My opinion is mixed; but first, my gripes, starting with the cover art for this 2005 dvd release. Columbia Pictures chose to use a scene that, while eye-catching, could very easily be confused with a current animated Batman feature. I realize their motive is to sell extra copies by creating a connection to the current Batman, but I feel this is a bit of a misrepresentation to snag the unsuspecting.

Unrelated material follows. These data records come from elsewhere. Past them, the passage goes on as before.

//! JSON file storage implementation.
//!
//! This module provides a filesystem implementation of the `ShardStorage`
//! trait. Every shard is one JSON object (`{cord_uid: [f32, ...]}`) stored in
//! the shards folder under its shard name; the shard index is one JSON object
//! (`{cord_uid: shard_name}`) stored next to it.
//!
//! The generic `read_json` / `write_json` helpers are shared with the paper
//! index and the document reader.

use std::fs::{self, File};
use std::io::{self, BufReader, BufWriter, Write};
use std::path::{Path, PathBuf};

use serde::de::DeserializeOwned;
use serde::Serialize;
use tracing::debug;

use super::{ShardStorage, StorageError, StorageResult};
use crate::shard::{Shard, ShardIndex, ShardName};

/// Filesystem-backed shard storage.
///
/// # Layout
/// ```text
/// <project_data>/
/// +-- embeddings_index.json     # shard index
/// +-- embedding_dicts/
///     +-- embeddings_dict_001   # shard 1
///     +-- embeddings_dict_002
///     +-- ...
/// ```
#[derive(Debug, Clone)]
pub struct JsonShardStorage {
    /// Folder holding the shard files
    shards_dir: PathBuf,

    /// Path of the shard index file
    index_path: PathBuf,
}

impl JsonShardStorage {
    /// Create a storage rooted at the given locations.
    ///
    /// Nothing is touched on disk until the first read or write.
    pub fn new(shards_dir: impl Into<PathBuf>, index_path: impl Into<PathBuf>) -> Self {
        Self {
            shards_dir: shards_dir.into(),
            index_path: index_path.into(),
        }
    }

    /// Path of the file backing `name`.
    pub fn shard_path(&self, name: ShardName) -> PathBuf {
        self.shards_dir.join(name.to_string())
    }

    pub fn index_path(&self) -> &Path {
        &self.index_path
    }

    /// Create the shards folder (and its parents) if missing.
    pub fn ensure_dirs(&self) -> StorageResult<()> {
        fs::create_dir_all(&self.shards_dir).map_err(|e| StorageError::io(&self.shards_dir, e))
    }
}

impl ShardStorage for JsonShardStorage {
    fn write_shard(&self, name: ShardName, shard: &Shard) -> StorageResult<()> {
        let path = self.shard_path(name);
        debug!(shard = %name, entries = shard.len(), path = %path.display(), "writing shard");
        write_json(&path, shard)
    }

    fn read_shard(&self, name: ShardName) -> StorageResult<Shard> {
        let path = self.shard_path(name);
        debug!(shard = %name, path = %path.display(), "reading shard");
        read_json(&path)
    }

    fn write_index(&self, index: &ShardIndex) -> StorageResult<()> {
        write_json(&self.index_path, index)
    }

    fn read_index(&self) -> StorageResult<Option<ShardIndex>> {
        read_json_if_exists(&self.index_path)
    }
}

/// Read and decode a JSON file.
///
/// # Errors
/// Returns `StorageError::Io` if the file cannot be read and
/// `StorageError::Corrupt` if its contents are not the expected JSON
pub fn read_json<T: DeserializeOwned>(path: &Path) -> StorageResult<T> {
    let file = File::open(path).map_err(|e| StorageError::io(path, e))?;
    decode(path, file)
}

/// Like [`read_json`], but a missing file yields `Ok(None)`.
pub fn read_json_if_exists<T: DeserializeOwned>(path: &Path) -> StorageResult<Option<T>> {
    match File::open(path) {
        Ok(file) => decode(path, file).map(Some),
        Err(e) if e.kind() == io::ErrorKind::NotFound => Ok(None),
        Err(e) => Err(StorageError::io(path, e)),
    }
}

fn decode<T: DeserializeOwned>(path: &Path, file: File) -> StorageResult<T> {
    serde_json::from_reader(BufReader::new(file)).map_err(|e| {
        if e.is_io() {
            StorageError::io(path, e.into())
        } else {
            StorageError::corrupt(path, e)
        }
    })
}

/// Encode `value` as JSON and write it to `path`.
///
/// The data goes to a sibling `.partial` file first and is renamed into place
/// once fully flushed, so `path` never holds a truncated document.
pub fn write_json<T: Serialize + ?Sized>(path: &Path, value: &T) -> StorageResult<()> {
    let partial = partial_path(path);

    let file = File::create(&partial).map_err(|e| StorageError::io(&partial, e))?;
    let mut writer = BufWriter::new(file);
    serde_json::to_writer(&mut writer, value).map_err(|e| {
        if e.is_io() {
            StorageError::io(&partial, e.into())
        } else {
            StorageError::corrupt(&partial, e)
        }
    })?;
    writer.flush().map_err(|e| StorageError::io(&partial, e))?;
    drop(writer);

    fs::rename(&partial, path).map_err(|e| StorageError::io(path, e))
}

fn partial_path(path: &Path) -> PathBuf {
    let mut name = path.file_name().unwrap_or_default().to_os_string();
    name.push(".partial");
    path.with_file_name(name)
}

#[cfg(test)]
mod tests {
    use super::*;
    use std::collections::HashMap;
    use tempfile::TempDir;

    fn storage(dir: &TempDir) -> JsonShardStorage {
        let storage = JsonShardStorage::new(
            dir.path().join("embedding_dicts"),
            dir.path().join("embeddings_index.json"),
        );
        storage.ensure_dirs().unwrap();
        storage
    }

    #[test]
    fn test_shard_file_naming() {
        let storage = JsonShardStorage::new("project_data/embedding_dicts", "idx.json");
        assert_eq!(
            storage.shard_path(ShardName::from_counter(7)),
            PathBuf::from("project_data/embedding_dicts/embeddings_dict_007")
        );
    }

    #[test]
    fn test_shard_round_trip_is_exact() {
        let dir = TempDir::new().unwrap();
        let storage = storage(&dir);
        let name = ShardName::from_counter(1);

        let mut shard: Shard = HashMap::new();
        shard.insert("ug7v899j".to_string(), vec![-3.5420954, 0.1, 1e-7, 42.0]);
        shard.insert("02tnwd4m".to_string(), vec![0.0, -0.0, 123456.79, -2.25]);

        storage.write_shard(name, &shard).unwrap();
        assert!(storage.shard_path(name).is_file());
        assert!(!dir.path().join("embedding_dicts/embeddings_dict_001.partial").exists());

        let loaded = storage.read_shard(name).unwrap();
        assert_eq!(loaded, shard);
    }

    #[test]
    fn test_missing_shard_is_io_error() {
        let dir = TempDir::new().unwrap();
        let storage = storage(&dir);

        match storage.read_shard(ShardName::from_counter(42)) {
            Err(StorageError::Io { source, .. }) => {
                assert_eq!(source.kind(), io::ErrorKind::NotFound)
            }
            other => panic!("Expected Io error, got {:?}", other),
        }
    }

    #[test]
    fn test_garbage_shard_is_corrupt() {
        let dir = TempDir::new().unwrap();
        let storage = storage(&dir);
        let name = ShardName::from_counter(3);
        fs::write(storage.shard_path(name), b"{\"abc\": [1.0, \"oops\"]}").unwrap();

        match storage.read_shard(name) {
            Err(StorageError::Corrupt { path, .. }) => assert_eq!(path, storage.shard_path(name)),
            other => panic!("Expected Corrupt error, got {:?}", other),
        }
    }

    #[test]
    fn test_index_absent_until_written() {
        let dir = TempDir::new().unwrap();
        let storage = storage(&dir);
        assert!(storage.read_index().unwrap().is_none());

        let mut index = ShardIndex::new();
        index.assign("b".to_string(), ShardName::from_counter(1));
        index.assign("a".to_string(), ShardName::from_counter(2));
        storage.write_index(&index).unwrap();

        let raw = fs::read_to_string(storage.index_path()).unwrap();
        assert_eq!(raw, r#"{"b":"embeddings_dict_001","a":"embeddings_dict_002"}"#);
        assert_eq!(storage.read_index().unwrap(), Some(index));
    }

    #[test]
    fn test_write_json_replaces_existing_file() {
        let dir = TempDir::new().unwrap();
        let path = dir.path().join("value.json");
        write_json(&path, &vec![1, 2, 3]).unwrap();
        write_json(&path, &vec![4]).unwrap();

        let value: Vec<u8> = read_json(&path).unwrap();
        assert_eq!(value, vec![4]);
    }
}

The biggest detraction is the racism. Early in the first episode, an empty Japanese community is explained as being evacuated by a “wise” (US) government. The main villain, a Japanese scientist who is working for Emperor Hirohito, has a henchmen turn on him, saying, "That's the kind of answer that fits the color of your skin." Other offensive remarks such as "shifty eyed Japs", "twisted oriental brains", and "squinty-eyes" are tossed in the narrative and dialogue. Considering the internment and treatment many Japanese Americans experienced during WWII, these cringe inducing moments might not be appropriate for younger viewers, and while I understand the film reflects the feelings of a nation drawn into WWII following Pearl Harbor, that doesn’t make it any easier to watch in 2008.

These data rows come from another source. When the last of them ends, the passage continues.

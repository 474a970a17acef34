//! Global and per-country statistics over a deduplicated record set.

use crate::models::{CityHighlight, CountryStats, GlobalStats, ObservationRecord};
use chrono::{DateTime, Utc};
use std::collections::{BTreeMap, HashMap, HashSet};

fn highlight(record: &ObservationRecord) -> CityHighlight {
    CityHighlight {
        name: record.display_city().to_string(),
        country: record.location.region.clone(),
        aqi: record.aqi,
    }
}

/// Computes `GlobalStats` in a single pass over `records`.
///
/// The worst city is the highest AQI seen; the best city is the lowest AQI
/// above zero (a zero reading is treated as "no data"). Ties keep the first
/// record seen. An empty input yields zero counts and no best/worst city.
pub fn calculate_stats(records: &[ObservationRecord]) -> GlobalStats {
    let mut by_source = BTreeMap::new();
    let mut cities: HashSet<(&str, Option<&str>)> = HashSet::new();
    let mut countries: HashSet<&str> = HashSet::new();
    let mut aqi_sum: u64 = 0;
    let mut worst: Option<&ObservationRecord> = None;
    let mut best: Option<&ObservationRecord> = None;
    let mut newest: Option<DateTime<Utc>> = None;

    for record in records {
        *by_source.entry(record.source).or_insert(0usize) += 1;

        let region = record.location.region.as_deref();
        if let Some(city) = record.location.city.as_deref() {
            cities.insert((city, region));
        }
        if let Some(region) = region {
            countries.insert(region);
        }

        aqi_sum += u64::from(record.aqi);

        if worst.map_or(true, |w| record.aqi > w.aqi) {
            worst = Some(record);
        }
        if record.aqi > 0 && best.map_or(true, |b| record.aqi < b.aqi) {
            best = Some(record);
        }
        if newest.map_or(true, |t| record.timestamp > t) {
            newest = Some(record.timestamp);
        }
    }

    let average_aqi = if records.is_empty() {
        0.0
    } else {
        aqi_sum as f64 / records.len() as f64
    };

    GlobalStats {
        total_stations: records.len(),
        total_cities: cities.len(),
        total_countries: countries.len(),
        by_source,
        average_aqi,
        best_city: best.map(highlight),
        worst_city: worst.map(highlight),
        last_updated: newest.unwrap_or_else(Utc::now),
    }
}

#[derive(Default)]
struct CountryAccumulator<'a> {
    stations: usize,
    cities: HashSet<&'a str>,
    aqi_sum: u64,
    worst: u16,
}

/// Per-country breakdown, sorted by average AQI (worst first, then by country code).
/// Records without a region are not attributed to any country.
pub fn calculate_country_stats(records: &[ObservationRecord]) -> Vec<CountryStats> {
    let mut by_country: HashMap<&str, CountryAccumulator> = HashMap::new();

    for record in records {
        let Some(country) = record.location.region.as_deref() else {
            continue;
        };
        let acc = by_country.entry(country).or_default();
        acc.stations += 1;
        acc.aqi_sum += u64::from(record.aqi);
        acc.worst = acc.worst.max(record.aqi);
        if let Some(city) = record.location.city.as_deref() {
            acc.cities.insert(city);
        }
    }

    let mut stats: Vec<CountryStats> = by_country
        .into_iter()
        .map(|(country, acc)| CountryStats {
            country: country.to_string(),
            station_count: acc.stations,
            city_count: acc.cities.len(),
            average_aqi: acc.aqi_sum as f64 / acc.stations as f64,
            worst_aqi: acc.worst,
        })
        .collect();

    stats.sort_by(|a, b| {
        b.average_aqi
            .total_cmp(&a.average_aqi)
            .then_with(|| a.country.cmp(&b.country))
    });
    stats
}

The low budget and formulaic plot add to the show’s silliness. All 15 episodes center on Batman and Robin thwarting the attempts of the one and only villain, Dr. Daka, who is out to annihilate America with his radium-powered death ray and a mind-control device to transform people into "zombie" servants. Columbia Pictures, with a reputation for being cheap, saved beaucoup bucks by buying a 1939 Cadillac for the Batmobile which doubles as Bruce Wayne's personal car – it’s surprising the Gotham City PD never made the connection. Not to mention the ill-fitting costumes of the dynamic duo are distracting, and in a hilarious scene, Batman loses his cape while fighting, but it mysteriously reappears before the fight is over.

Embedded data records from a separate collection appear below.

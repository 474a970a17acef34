//! Maps raw provider payloads onto canonical `ObservationRecord`s.
//!
//! Every function here is pure: entries that cannot be interpreted (missing
//! values, unparseable numbers or timestamps) are skipped with a `debug!` line
//! rather than failing the whole payload.

use crate::aqi::{calculate_aqi, AqiResult};
use crate::models::openaq::{Latest, Location};
use crate::models::sensor_community::SensorReading;
use crate::models::waqi::WaqiStation;
use crate::models::{Coordinates, DataSource, ObservationRecord, Pollutants, StationLocation};
use chrono::{DateTime, NaiveDateTime, Utc};
use rayon::prelude::*;
use std::collections::HashMap;
use tracing::debug;

/// Builds a record whose AQI is derived from its pollutant concentrations.
pub fn build_record(
    id: String,
    location: StationLocation,
    parameters: Pollutants,
    source: DataSource,
    timestamp: DateTime<Utc>,
) -> ObservationRecord {
    let AqiResult { aqi, category } =
        calculate_aqi(parameters.pm25, parameters.pm10, parameters.no2, parameters.o3);
    ObservationRecord {
        id,
        location,
        parameters,
        aqi,
        aqi_category: category,
        source,
        timestamp,
        last_updated: None,
    }
}

/// Parses the timestamp formats providers use: RFC 3339, or a naive
/// `YYYY-MM-DD HH:MM:SS` taken as UTC.
pub fn parse_timestamp(raw: &str) -> Option<DateTime<Utc>> {
    let raw = raw.trim();
    DateTime::parse_from_rfc3339(raw)
        .map(|dt| dt.with_timezone(&Utc))
        .ok()
        .or_else(|| {
            NaiveDateTime::parse_from_str(raw, "%Y-%m-%d %H:%M:%S")
                .ok()
                .map(|naive| naive.and_utc())
        })
}

fn non_empty(value: Option<&str>) -> Option<String> {
    value
        .map(str::trim)
        .filter(|v| !v.is_empty())
        .map(str::to_string)
}

// --- OpenAQ ---

#[derive(Default)]
struct LatestValues {
    pm25: Option<(f64, DateTime<Utc>)>,
    pm10: Option<(f64, DateTime<Utc>)>,
    coordinates: Option<Coordinates>,
}

impl LatestValues {
    /// Time of the most recent joined value.
    fn observed_at(&self) -> Option<DateTime<Utc>> {
        self.pm25.iter().chain(self.pm10.iter()).map(|(_, t)| *t).max()
    }
}

fn openaq_coordinates(latitude: Option<f64>, longitude: Option<f64>) -> Option<Coordinates> {
    match (longitude, latitude) {
        (Some(lon), Some(lat)) => Some(Coordinates::new(lon, lat)),
        _ => None,
    }
}

/// Joins OpenAQ station metadata with the latest PM2.5 and PM10 values on `locationsId`.
///
/// Stations without any joined value are skipped. When a station has several
/// sensors for the same parameter, the most recent value wins. The record is
/// stamped with the later of the two parameters' observation times.
pub fn normalize_openaq(
    locations: &[Location],
    pm25: &[Latest],
    pm10: &[Latest],
) -> Vec<ObservationRecord> {
    let mut values: HashMap<i32, LatestValues> = HashMap::new();

    for (latest, is_pm25) in pm25
        .iter()
        .map(|l| (l, true))
        .chain(pm10.iter().map(|l| (l, false)))
    {
        if !latest.value.is_finite() || latest.value < 0.0 {
            debug!(
                "Skipping invalid OpenAQ value {} for location {}",
                latest.value, latest.locations_id
            );
            continue;
        }
        let entry = values.entry(latest.locations_id).or_default();
        let observed = latest.datetime.utc;

        let slot = if is_pm25 {
            &mut entry.pm25
        } else {
            &mut entry.pm10
        };
        if slot.map_or(true, |(_, t)| observed >= t) {
            *slot = Some((latest.value, observed));
        }
        if entry.coordinates.is_none() {
            entry.coordinates = latest
                .coordinates
                .as_ref()
                .and_then(|c| openaq_coordinates(c.latitude, c.longitude));
        }
    }

    locations
        .iter()
        .filter_map(|location| {
            let joined = values.remove(&location.id)?;
            let timestamp = joined
                .observed_at()
                .or_else(|| location.datetime_last.as_ref().map(|d| d.utc))?;
            let coordinates = openaq_coordinates(
                location.coordinates.latitude,
                location.coordinates.longitude,
            )
            .or(joined.coordinates);

            let station = StationLocation {
                name: location
                    .name
                    .clone()
                    .unwrap_or_else(|| format!("Location {}", location.id)),
                coordinates,
                city: non_empty(location.locality.as_deref()),
                region: non_empty(Some(location.country.code.as_str())),
            };
            let parameters = Pollutants {
                pm25: joined.pm25.map(|(value, _)| value),
                pm10: joined.pm10.map(|(value, _)| value),
                ..Pollutants::default()
            };

            let mut record = build_record(
                format!("{}:{}", DataSource::OpenAq, location.id),
                station,
                parameters,
                DataSource::OpenAq,
                timestamp,
            );
            record.last_updated = location.datetime_last.as_ref().map(|d| d.utc);
            Some(record)
        })
        .collect()
}

// --- WAQI ---

/// Splits a WAQI station label (`"Station, City, Country"`) into
/// `(station, city, region)`.
pub fn split_waqi_name(label: &str) -> (String, Option<String>, Option<String>) {
    let parts: Vec<&str> = label
        .split(',')
        .map(str::trim)
        .filter(|p| !p.is_empty())
        .collect();

    match parts.as_slice() {
        [] => (label.trim().to_string(), None, None),
        [only] => (only.to_string(), None, None),
        [city, region] => (
            city.to_string(),
            Some(city.to_string()),
            Some(region.to_string()),
        ),
        [station, .., city, region] => (
            station.to_string(),
            Some(city.to_string()),
            Some(region.to_string()),
        ),
    }
}

/// Converts WAQI stations. WAQI publishes the index itself, so concentrations stay empty.
pub fn normalize_waqi(stations: &[WaqiStation]) -> Vec<ObservationRecord> {
    stations
        .iter()
        .filter_map(|s| {
            let aqi = match s.aqi.trim().parse::<f64>() {
                Ok(v) if v.is_finite() && v >= 0.0 => v.round() as u16,
                _ => {
                    debug!("Skipping WAQI station {} without AQI ({:?})", s.uid, s.aqi);
                    return None;
                },
            };
            let Some(timestamp) = parse_timestamp(&s.station.time) else {
                debug!(
                    "Skipping WAQI station {} with unparseable time {:?}",
                    s.uid, s.station.time
                );
                return None;
            };
            let (name, city, region) = split_waqi_name(&s.station.name);
            let AqiResult { aqi, category } = AqiResult::from_aqi(aqi);

            Some(ObservationRecord {
                id: format!("{}:{}", DataSource::Waqi, s.uid),
                location: StationLocation {
                    name,
                    coordinates: Some(Coordinates::new(s.lon, s.lat)),
                    city,
                    region,
                },
                parameters: Pollutants::default(),
                aqi,
                aqi_category: category,
                source: DataSource::Waqi,
                timestamp,
                last_updated: None,
            })
        })
        .collect()
}

// --- Sensor.Community ---

fn normalize_sensor_reading(reading: &SensorReading) -> Option<ObservationRecord> {
    let latitude = reading.location.latitude.trim().parse::<f64>().ok()?;
    let longitude = reading.location.longitude.trim().parse::<f64>().ok()?;
    let timestamp = parse_timestamp(&reading.timestamp)?;

    let mut parameters = Pollutants::default();
    for v in &reading.sensordatavalues {
        let value = v
            .value
            .trim()
            .parse::<f64>()
            .ok()
            .filter(|x| x.is_finite() && *x >= 0.0);
        match v.value_type.as_str() {
            "P1" => parameters.pm10 = value,
            "P2" => parameters.pm25 = value,
            _ => {},
        }
    }
    if parameters.is_empty() {
        return None;
    }

    let region = non_empty(reading.location.country.as_deref());
    Some(build_record(
        format!("{}:{}", DataSource::SensorCommunity, reading.id),
        StationLocation {
            name: format!("Sensor {}", reading.location.id),
            coordinates: Some(Coordinates::new(longitude, latitude)),
            city: None,
            region,
        },
        parameters,
        DataSource::SensorCommunity,
        timestamp,
    ))
}

/// Converts the Sensor.Community dust feed. The feed is large, so entries are normalized in parallel.
pub fn normalize_sensor_community(readings: &[SensorReading]) -> Vec<ObservationRecord> {
    let records: Vec<ObservationRecord> = readings
        .par_iter()
        .filter_map(normalize_sensor_reading)
        .collect();
    debug!(
        "Normalized {} of {} Sensor.Community readings",
        records.len(),
        readings.len()
    );
    records
}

On the positive side, this serial uses the old cliffhanger clichés relatively well. There is plenty of "fist-a-cuffs" with the bad guys and director Lambert Hillyer keeps the action brisk. Lewis Wilson makes a good first Batman/Bruce Wayne and at times he manages to rise above the campy action. One noteworthy item, this serial introduced the bat cave to the mythology, even though the fake bats on strings are a hoot.
True fans and collectors should not pass up this historical Batman but casual viewers should probably skip it and head off to the theater instead.